### ACTIVITY:
Extract every line from the records below that contains the word "Some".

### Saved entries:
►
//! `[templates]` section configuration.
//!
//! ```toml
//! [templates]
//! index = "templates/index.html"    # main README page
//! slides = "templates/remark.html"  # every slide deck
//! ```

use serde::{Deserialize, Serialize};
use std::path::{Path, PathBuf};

/// Page template paths, relative to the project root.
#[derive(Debug, Clone, PartialEq, Serialize, Deserialize)]
#[serde(default)]
pub struct TemplatesConfig {
    pub index: PathBuf,
    pub slides: PathBuf,
}

impl Default for TemplatesConfig {
    fn default() -> Self {
        Self {
            index: "templates/index.html".into(),
            slides: "templates/remark.html".into(),
        }
    }
}

impl TemplatesConfig {
    pub(in crate::config) fn normalize(&mut self, root: &Path) {
        self.index = crate::utils::path::resolve_path(&self.index, root);
        self.slides = crate::utils::path::resolve_path(&self.slides, root);
    }

    pub fn validate(&self, diag: &mut crate::config::ConfigDiagnostics) {
        for (field, path) in [("templates.index", &self.index), ("templates.slides", &self.slides)] {
            if !path.is_file() {
                diag.error_with_hint(
                    field,
                    format!("template not found: {}", path.display()),
                    "create the file or point the field at an existing template",
                );
            }
        }
    }
}
//! Configuration error types.

use owo_colors::OwoColorize;
use std::fmt;
use std::path::PathBuf;
use thiserror::Error;

// ============================================================================
// ConfigError
// ============================================================================

/// Configuration-related errors
#[derive(Debug, Error)]
pub enum ConfigError {
    #[error("IO error when reading `{0}`")]
    Io(PathBuf, #[source] std::io::Error),

    #[error("Config file parsing error in `{0}`")]
    Toml(PathBuf, #[source] toml::de::Error),

    #[error("Config validation error: {0}")]
    Validation(String),

    // No #[from]: the diagnostics print themselves in full
    #[error("{0}")]
    Diagnostics(ConfigDiagnostics),
}

// ============================================================================
// ConfigDiagnostic
// ============================================================================

/// A single configuration diagnostic
#[derive(Debug, Clone)]
pub struct ConfigDiagnostic {
    /// Config field path (e.g., "templates.slides")
    pub field: &'static str,
    pub message: String,
    pub hint: Option<String>,
}

impl ConfigDiagnostic {
    pub fn new(field: &'static str, message: impl Into<String>) -> Self {
        Self {
            field,
            message: message.into(),
            hint: None,
        }
    }

    pub fn with_hint(mut self, hint: impl Into<String>) -> Self {
        self.hint = Some(hint.into());
        self
    }
}

impl fmt::Display for ConfigDiagnostic {
    fn fmt(&self, f: &mut fmt::Formatter<'_>) -> fmt::Result {
        writeln!(f, "{}{}{}", "[".dimmed(), self.field.cyan(), "]".dimmed())?;
        write!(f, "{} {}", "→".red(), self.message)?;
        if let Some(hint) = &self.hint {
            write!(f, "\n  {} {}", "hint:".yellow(), hint)?;
        }
        Ok(())
    }
}

// ============================================================================
// ConfigDiagnostics
// ============================================================================

/// Collects every validation error so they are reported at once.
#[derive(Debug, Default)]
pub struct ConfigDiagnostics {
    errors: Vec<ConfigDiagnostic>,
    warnings: Vec<String>,
}

impl ConfigDiagnostics {
    pub fn new() -> Self {
        Self::default()
    }

    pub fn error(&mut self, field: &'static str, message: impl Into<String>) {
        self.errors.push(ConfigDiagnostic::new(field, message));
    }

    pub fn error_with_hint(
        &mut self,
        field: &'static str,
        message: impl Into<String>,
        hint: impl Into<String>,
    ) {
        self.errors
            .push(ConfigDiagnostic::new(field, message).with_hint(hint));
    }

    /// Add a warning (unknown fields, collected for batch display).
    pub fn warn(&mut self, message: impl Into<String>) {
        self.warnings.push(message.into());
    }

    pub fn print_warnings(&self) {
        for warning in &self.warnings {
            crate::log!("warning"; "{}", warning);
        }
    }

    pub fn len(&self) -> usize {
        self.errors.len()
    }

    pub fn is_empty(&self) -> bool {
        self.errors.is_empty()
    }

    pub fn errors(&self) -> &[ConfigDiagnostic] {
        &self.errors
    }

    pub fn warnings(&self) -> &[String] {
        &self.warnings
    }

    /// Convert to Result (returns Err if there are errors).
    pub fn into_result(self) -> Result<(), Self> {
        if self.errors.is_empty() {
            Ok(())
        } else {
            Err(self)
        }
    }
}

impl fmt::Display for ConfigDiagnostics {
    fn fmt(&self, f: &mut fmt::Formatter<'_>) -> fmt::Result {
        writeln!(f, "{}\n", "config validation failed:".red().bold())?;
        for (i, err) in self.errors.iter().enumerate() {
            write!(f, "{err}")?;
            if i + 1 < self.errors.len() {
                writeln!(f, "\n")?;
            }
        }
        if self.errors.len() > 1 {
            write!(
                f,
                "\n\n{} {} {}",
                "found".dimmed(),
                self.errors.len().to_string().red().bold(),
                "errors".dimmed()
            )?;
        }
        Ok(())
    }
}

impl std::error::Error for ConfigDiagnostics {}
◄
### ANSWER:
        self.hint = Some(hint.into());
        if let Some(hint) = &self.hint {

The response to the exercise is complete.